Friday, March 4, 2016

A quick Bayes problem in IPython

I've been busy with other projects, so I haven't posted anything new for a while.  But a reader posted a nice Bayes's theorem problem, which I am using as an excuse to experiment with embedding an IPython/Jupyter notebook in a blog, following these instructions. Let's see how it goes...

The following problem was submitted to my blog, Probably Overthinking It, by a user named Amit, who wrote:

The following data is about a poll that occurred in 3 states. In state1, 50% of voters support Party1, in state2, 60% of the voters support Party1, and in state3, 35% of the voters support Party1. Of the total population of the three states, 40% live in state1, 25% live in state2, and 35% live in state3. Given that a voter supports Party1, what is the probability that he lives in state2?

My solution follows. First I'll create a suite to represent our prior knowledge. If we know nothing about a voter, we would use the relative populations of the states to guess where they are from.

In [2]:
prior = thinkbayes2.Suite({'State 1': 0.4, 'State 2': 0.25, 'State 3': 0.35})
prior.Print()
State 1 0.4
State 2 0.25
State 3 0.35

Now if we know a voter supports Party 1, we can use that as data to update our belief. The following dictionary contains the likelihood of the data (supporting Party 1) under each hypothesis (which state the voter is from).

In [3]:
likelihood = {'State 1': 0.5, 'State 2': 0.60, 'State 3': 0.35}

To make the posterior distribution, I'll start with a copy of the prior.

The update consists of looping through the hypotheses and multiplying the prior probability of each hypothesis, hypo, by the likelihood of the data if hypo is true.
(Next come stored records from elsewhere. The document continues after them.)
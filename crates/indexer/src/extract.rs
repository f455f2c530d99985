use std::path::PathBuf;

use ahash::AHashSet;
use anyhow::{Context, Result, bail};
use common::layout::embedding_path_for;
use embeddings::{ImageEmbeddingEngine, load_and_preprocess};
use rayon::prelude::*;
use serde::Serialize;
use tracing::{info, warn};

use crate::{
    scanner::{ImageFolder, ImageSample},
    store::save_embedding,
    telemetry::IndexerTelemetry,
};

#[derive(Debug, Clone)]
pub struct ExtractionOptions {
    pub embedding_dir: PathBuf,
    pub batch_size: usize,
}

#[derive(Debug, Clone, Copy, Default, PartialEq, Eq, Serialize)]
pub struct ExtractionReport {
    pub batches: usize,
    pub written: usize,
    pub failed: usize,
}

pub fn run_extraction(
    folder: &ImageFolder,
    engine: &ImageEmbeddingEngine,
    opts: &ExtractionOptions,
) -> Result<ExtractionReport> {
    run_extraction_with_telemetry(folder, engine, opts, None)
}

/// Embeds every sample of `folder` in fixed-size batches and writes one JSON
/// file per image under `opts.embedding_dir`, mirroring the class layout.
pub fn run_extraction_with_telemetry(
    folder: &ImageFolder,
    engine: &ImageEmbeddingEngine,
    opts: &ExtractionOptions,
    telemetry: Option<&IndexerTelemetry>,
) -> Result<ExtractionReport> {
    let batch_size = opts.batch_size.max(1);
    let total = folder.samples().len();
    let mut report = ExtractionReport::default();
    let mut targets = AHashSet::with_capacity(total);
    let mut done = 0usize;

    if let Some(telemetry) = telemetry {
        telemetry.inc_images_scanned(total as u64);
    }

    for (batch_idx, batch) in folder.samples().chunks(batch_size).enumerate() {
        let prepared = batch
            .par_iter()
            .map(|sample| load_and_preprocess(&sample.path, engine.config()))
            .collect::<Vec<_>>();

        let mut kept: Vec<&ImageSample> = Vec::with_capacity(batch.len());
        let mut pixels = Vec::with_capacity(batch.len());
        for (sample, result) in batch.iter().zip(prepared) {
            match result {
                Ok(values) => {
                    kept.push(sample);
                    pixels.push(values);
                }
                Err(err) => {
                    report.failed += 1;
                    warn!(file = %sample.path.display(), error = %format!("{err:#}"), "skipping unreadable image");
                    if let Some(telemetry) = telemetry {
                        telemetry.inc_extraction_failures(1);
                    }
                }
            }
        }

        let vectors = engine
            .embed_batch(&pixels)
            .with_context(|| format!("embedding batch {batch_idx} failed"))?;
        if vectors.len() != kept.len() {
            bail!(
                "embedding batch {batch_idx} returned {} vectors for {} images",
                vectors.len(),
                kept.len()
            );
        }

        for (sample, vector) in kept.into_iter().zip(vectors) {
            if folder.class_of(&sample.path) != Some(sample.class_idx) {
                bail!(
                    "label mismatch for {}: sample class {} does not match its directory",
                    sample.path.display(),
                    sample.class_idx
                );
            }
            let target = embedding_path_for(&sample.path, folder.root(), &opts.embedding_dir)?;
            if !targets.insert(target.clone()) {
                warn!(target = %target.display(), source = %sample.path.display(), "embedding target already written in this run, overwriting");
            }
            save_embedding(&target, &vector)?;
            report.written += 1;
            if let Some(telemetry) = telemetry {
                telemetry.inc_embeddings_written(1);
            }
        }

        done += batch.len();
        report.batches += 1;
        info!(batch = batch_idx, done, total, "extraction progress");
    }

    if let Some(telemetry) = telemetry {
        telemetry.mark_run_finished();
    }
    Ok(report)
}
The result is a map from hypotheses to posterior likelihoods, but they are not probabilities yet because they are not normalized.

In [4]:
posterior = prior.Copy()
for hypo in posterior:
    posterior[hypo] *= likelihood[hypo]
posterior.Print()
State 1 0.2
State 2 0.15
State 3 0.1225

Normalizing the posterior distribution returns the total likelihood of the data, which is the normalizing constant.

In [5]:
posterior.Normalize()
Out[5]:
0.4725

Now the posterior is a proper distribution:

In [6]:
posterior.Print()
State 1 0.42328042328
State 2 0.31746031746
State 3 0.259259259259

And the probability that the voter is from State 2 is about 32%.